> Saved entries
#[path = "common/mod.rs"]
mod common;

use std::fs;
use std::time::{Duration, Instant};

use common::{engine_from, read_order, write_config};
use tempfile::tempdir;
use vigild::control;
use vigild::service::{Action, Monitor};

#[test]
fn start_walks_prerequisites_before_the_target() {
    let temp = tempdir().expect("tempdir");
    let dir = temp.path();
    let order = dir.join("order");

    // C depends on B depends on A; all file-typed so commands run
    // without process convergence waits.
    let config_path = write_config(
        dir,
        &format!(
            r#"services:
  a:
    type: file
    path: {dir}/a.marker
    start: {{ command: ["/bin/sh", "-c", "echo a >> {order}"], timeout: 5 }}
  b:
    type: file
    path: {dir}/b.marker
    depends_on: [a]
    start: {{ command: ["/bin/sh", "-c", "echo b >> {order}"], timeout: 5 }}
  c:
    type: file
    path: {dir}/c.marker
    depends_on: [b]
    start: {{ command: ["/bin/sh", "-c", "echo c >> {order}"], timeout: 5 }}
"#,
            dir = dir.display(),
            order = order.display()
        ),
    );

    let engine = engine_from(&config_path);
    control::control(&engine, "c", Action::Start).expect("start c");

    assert_eq!(read_order(&order), vec!["a", "b", "c"]);
}

#[test]
fn restart_with_failing_stop_skips_the_start_and_keeps_monitoring() {
    let temp = tempdir().expect("tempdir");
    let dir = temp.path();
    let order = dir.join("order");
    let pidfile = dir.join("svc.pid");

    // The pid file points at this test process, which stays alive, so the
    // stop never converges within its one-second budget.
    fs::write(&pidfile, format!("{}\n", std::process::id())).expect("write pidfile");

    let config_path = write_config(
        dir,
        &format!(
            r#"services:
  svc:
    type: process
    pidfile: {pidfile}
    start: {{ command: ["/bin/sh", "-c", "echo started >> {order}"], timeout: 5 }}
    stop: {{ command: ["/bin/sh", "-c", "exit 2"], timeout: 1 }}
"#,
            pidfile = pidfile.display(),
            order = order.display()
        ),
    );

    let engine = engine_from(&config_path);
    control::control(&engine, "svc", Action::Restart).expect("restart");

    assert!(
        read_order(&order).is_empty(),
        "start must not run after a failed stop"
    );
    let table = engine.services.lock().expect("lock");
    assert_ne!(
        table.get("svc").expect("svc").monitor,
        Monitor::Not,
        "service must stay monitored so the next cycle retries"
    );
}

#[test]
fn shared_prerequisite_starts_exactly_once() {
    let temp = tempdir().expect("tempdir");
    let dir = temp.path();
    let order = dir.join("order");
    let z_pidfile = dir.join("z.pid");

    // Z is a process whose start leaves a live child behind; X and Y both
    // depend on it. The second batch observes Z running and skips it.
    let config_path = write_config(
        dir,
        &format!(
            r#"services:
  z:
    type: process
    pidfile: {z_pidfile}
    start:
      command: ["/bin/sh", "-c", "sleep 30 & echo $! > {z_pidfile}; echo z >> {order}"]
      timeout: 5
  x:
    type: file
    path: {dir}/x.marker
    depends_on: [z]
    start: {{ command: ["/bin/sh", "-c", "echo x >> {order}"], timeout: 5 }}
  y:
    type: file
    path: {dir}/y.marker
    depends_on: [z]
    start: {{ command: ["/bin/sh", "-c", "echo y >> {order}"], timeout: 5 }}
"#,
            dir = dir.display(),
            order = order.display(),
            z_pidfile = z_pidfile.display()
        ),
    );

    let engine = engine_from(&config_path);
    control::control(&engine, "x", Action::Start).expect("start x");
    control::control(&engine, "y", Action::Start).expect("start y");

    assert_eq!(read_order(&order), vec!["z", "x", "y"]);

    if let Ok(raw) = fs::read_to_string(&z_pidfile)
        && let Ok(pid) = raw.trim().parse::<i32>()
    {
        unsafe { libc::kill(pid, libc::SIGKILL) };
    }
}

#[test]
fn stop_disables_monitoring_of_the_target_and_its_dependents() {
    let temp = tempdir().expect("tempdir");
    let dir = temp.path();
    let order = dir.join("order");

    let config_path = write_config(
        dir,
        &format!(
            r#"services:
  base:
    type: file
    path: {dir}/base.marker
    stop: {{ command: ["/bin/sh", "-c", "echo base >> {order}"], timeout: 5 }}
  leaf:
    type: file
    path: {dir}/leaf.marker
    depends_on: [base]
    stop: {{ command: ["/bin/sh", "-c", "echo leaf >> {order}"], timeout: 5 }}
"#,
            dir = dir.display(),
            order = order.display()
        ),
    );

    let engine = engine_from(&config_path);
    control::control(&engine, "base", Action::Stop).expect("stop base");

    // Dependents stop before the service they depend on.
    assert_eq!(read_order(&order), vec!["leaf", "base"]);
    let table = engine.services.lock().expect("lock");
    assert_eq!(table.get("base").expect("base").monitor, Monitor::Not);
    assert_eq!(table.get("leaf").expect("leaf").monitor, Monitor::Not);
}

#[test]
fn unmonitor_descends_into_dependents_and_monitor_climbs_prerequisites() {
    let temp = tempdir().expect("tempdir");
    let dir = temp.path();

    let config_path = write_config(
        dir,
        &format!(
            r#"services:
  a:
    type: file
    path: {dir}/a.marker
  b:
    type: file
    path: {dir}/b.marker
    depends_on: [a]
  c:
    type: file
    path: {dir}/c.marker
    depends_on: [b]
"#,
            dir = dir.display()
        ),
    );

    let engine = engine_from(&config_path);
    control::control(&engine, "a", Action::Unmonitor).expect("unmonitor a");
    {
        let table = engine.services.lock().expect("lock");
        for name in ["a", "b", "c"] {
            assert_eq!(
                table.get(name).expect(name).monitor,
                Monitor::Not,
                "'{name}' must be unmonitored"
            );
        }
    }

    control::control(&engine, "b", Action::Monitor).expect("monitor b");
    let table = engine.services.lock().expect("lock");
    assert_eq!(table.get("a").expect("a").monitor, Monitor::Init);
    assert_eq!(table.get("b").expect("b").monitor, Monitor::Init);
    assert_eq!(
        table.get("c").expect("c").monitor,
        Monitor::Not,
        "dependents keep their state on monitor"
    );
}

#[test]
fn control_listener_serves_the_action_protocol() {
    use vigild::config::HttpdSection;
    use vigild::http::{HttpControl, control_daemon};

    let temp = tempdir().expect("tempdir");
    let dir = temp.path();
    let order = dir.join("order");

    let config_path = write_config(
        dir,
        &format!(
            r#"services:
  web:
    type: file
    path: {dir}/web.marker
    start: {{ command: ["/bin/sh", "-c", "echo web >> {order}"], timeout: 5 }}
"#,
            dir = dir.display(),
            order = order.display()
        ),
    );

    let engine = engine_from(&config_path);
    let listener = HttpControl::spawn(
        std::sync::Arc::clone(&engine),
        HttpdSection {
            address: "127.0.0.1".to_string(),
            port: 0,
            auth: None,
        },
    )
    .expect("bind listener");

    let httpd = HttpdSection {
        address: "127.0.0.1".to_string(),
        port: listener.port(),
        auth: None,
    };

    control_daemon(&httpd, "web", Action::Start).expect("start over http");
    assert_eq!(read_order(&order), vec!["web"]);

    // Unknown services surface the scraped error text.
    let err = control_daemon(&httpd, "ghost", Action::Start).unwrap_err();
    assert!(
        err.to_string().contains("no service named"),
        "got: {err}"
    );

    listener.stop();
}

#[test]
fn executor_returns_promptly_once_shutdown_is_requested() {
    use std::sync::atomic::{AtomicBool, Ordering};

    let stop = std::sync::Arc::new(AtomicBool::new(false));
    let stop_setter = std::sync::Arc::clone(&stop);
    std::thread::spawn(move || {
        std::thread::sleep(Duration::from_millis(300));
        stop_setter.store(true, Ordering::SeqCst);
    });

    let spec = vigild::service::CommandSpec {
        argv: vec!["/bin/sleep".to_string(), "10".to_string()],
        uid: None,
        gid: None,
        timeout: 30,
    };
    let mut timeout_us = 30_000_000;
    let started = Instant::now();
    let outcome = vigild::command::execute(&spec, &[], &mut timeout_us, &stop);
    let elapsed = started.elapsed();

    assert_eq!(outcome.status, -1);
    assert!(
        elapsed < Duration::from_millis(1500),
        "executor took {elapsed:?} to notice shutdown"
    );
}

> What the task requires
Find the lines above that include the string "process" and copy them.

> Response to the exercise
    // without process convergence waits.
    // The pid file points at this test process, which stays alive, so the
    fs::write(&pidfile, format!("{}\n", std::process::id())).expect("write pidfile");
    type: process
    // Z is a process whose start leaves a live child behind; X and Y both
    type: process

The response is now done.